Err guess who got a very faint positive result today! :o

Went to family planning and they tested but it came back negative I have to go back and do an early morning sample on day 21 or later!

Didnt expect that to happen today LOL!


----------



## Kipps

congrats on ur bfp... hope everything on mon totally confirms it all..

xx


----------



## rsb12

Hi everyone, I'm new to this website and really really need your advice!

I am on cerazette too at the moment, I have been on it for just 1 and a half month but about 5 days ago, i forgot to take my pill which i last took 10ish pm and remembered it 10ish am the next day. But they say you can still be pregnant if you are late on taking it by a minute. And me and my boyfriend had sex the night after i forgot to take the pill. (though i took it as soon as I remembered to but i think I am just a bit late?) I can't stop thinking about it and it would be a very big help if someone can give me some ideas/answers cause I do drink every weekends so I really need help as I dont want to harm the baby if I am a possible mom!

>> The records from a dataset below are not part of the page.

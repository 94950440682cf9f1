//! Common library for the City Affiche services
//!
//! This crate provides the functionality shared by the account and content
//! services: database connectivity and migrations, the clock abstraction,
//! identity token issuance/verification, the authentication guard and the
//! user lookup it relies on.
//!
//! # Example
//!
//! ```rust,no_run
//! use std::sync::Arc;
//! use common::clock::SystemClock;
//! use common::database::{DatabaseConfig, init_pool};
//! use common::guard::require_auth;
//! use common::token::{JwtService, TokenConfig, TokenService};
//! use common::users::UserDirectory;
//!
//! #[tokio::main]
//! async fn main() -> Result<(), Box<dyn std::error::Error>> {
//!     let pool = init_pool(&DatabaseConfig::from_env()?).await?;
//!     let tokens = JwtService::new(TokenConfig::from_env()?, Arc::new(SystemClock));
//!     let users = UserDirectory::new(pool);
//!
//!     let token = tokens.issue(uuid::Uuid::new_v4(), "someone@example.com")?;
//!     let header = format!("Bearer {}", token);
//!     match require_auth(Some(header.as_str()), &tokens, &users).await {
//!         Ok(user) => println!("authenticated {}", user.email),
//!         Err(rejection) => println!("{} {}", rejection.status, rejection.error),
//!     }
//!     Ok(())
//! }
//! ```

pub mod clock;
pub mod database;
pub mod error;
pub mod guard;
pub mod token;
pub mod users;
//! Routes for the content service

use axum::{
    Json, Router,
    extract::State,
    http::StatusCode,
    response::IntoResponse,
    routing::{delete, get},
};
use serde_json::json;

use crate::state::AppState;

pub mod cities;
pub mod events;
pub mod messages;
pub mod venues;
pub mod votes;

/// Create the router for the content service
pub fn create_router(state: AppState) -> Router {
    Router::new()
        .route("/health", get(health_check))
        .route("/cities", get(cities::list_cities).post(cities::create_city))
        .route(
            "/cities/:slug",
            get(cities::get_city)
                .patch(cities::update_city)
                .delete(cities::delete_city),
        )
        .route("/events", get(events::list_events).post(events::create_event))
        .route(
            "/events/:id",
            get(events::get_event)
                .put(events::update_event)
                .delete(events::delete_event),
        )
        .route(
            "/events/:id/vote",
            get(votes::event_votes).post(votes::vote_event),
        )
        .route(
            "/events/:id/messages",
            get(messages::list_event_messages).post(messages::post_event_message),
        )
        .route(
            "/events/:id/messages/:message_id",
            delete(messages::delete_event_message),
        )
        .route("/venues", get(venues::list_venues).post(venues::create_venue))
        .route(
            "/venues/:id",
            get(venues::get_venue)
                .put(venues::update_venue)
                .delete(venues::delete_venue),
        )
        .route(
            "/venues/:id/vote",
            get(votes::venue_votes).post(votes::vote_venue),
        )
        .route(
            "/venues/:id/messages",
            get(messages::list_venue_messages).post(messages::post_venue_message),
        )
        .route(
            "/venues/:id/messages/:message_id",
            delete(messages::delete_venue_message),
        )
        .with_state(state)
}

/// Health check endpoint
pub async fn health_check(State(state): State<AppState>) -> impl IntoResponse {
    let database = common::database::health_check(&state.db_pool)
        .await
        .unwrap_or(false);

    let status = if database {
        StatusCode::OK
    } else {
        StatusCode::SERVICE_UNAVAILABLE
    };

    (
        status,
        Json(json!({
            "status": if database { "ok" } else { "degraded" },
            "service": "api-service",
            "database": database,
        })),
    )
}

Another quick question, can it make the pill less effective if you do not take it on exactly the same time everyday? Cause I take it sometimes 5pm-6pm and sometimes i forget to take it and take it by 10pm.


Please please please I need your help!


Thanks x x


----------



## cliqmo

If you both want to be pregnant I'd definitely suggest you stop taking the pill :winkwink:


----------



## zozarini

Im no expert on this topic but i will try.

It depends how the pill affects you to be honest. When i was on the pill and missed it i would take it when i remembered, i used to forget 2 and 3 in a row and i was always fine. 
However, when i would stop for my break it would take 6 days for my period to come. so think it takes a while to get out my system.
I think you would be fine if you missed 1 but there is no guarantee. Usually you will have enough hormone in your system. you shoud take it at the same time but as long as it is within the 12 hours you should still be covered.
Try not to panic. Usually with the combined pill you dont stop for a pbreak if you forget a day you move on to the next packet. Wait 2 weeks and do a pregnancy test to make sure. xx


----------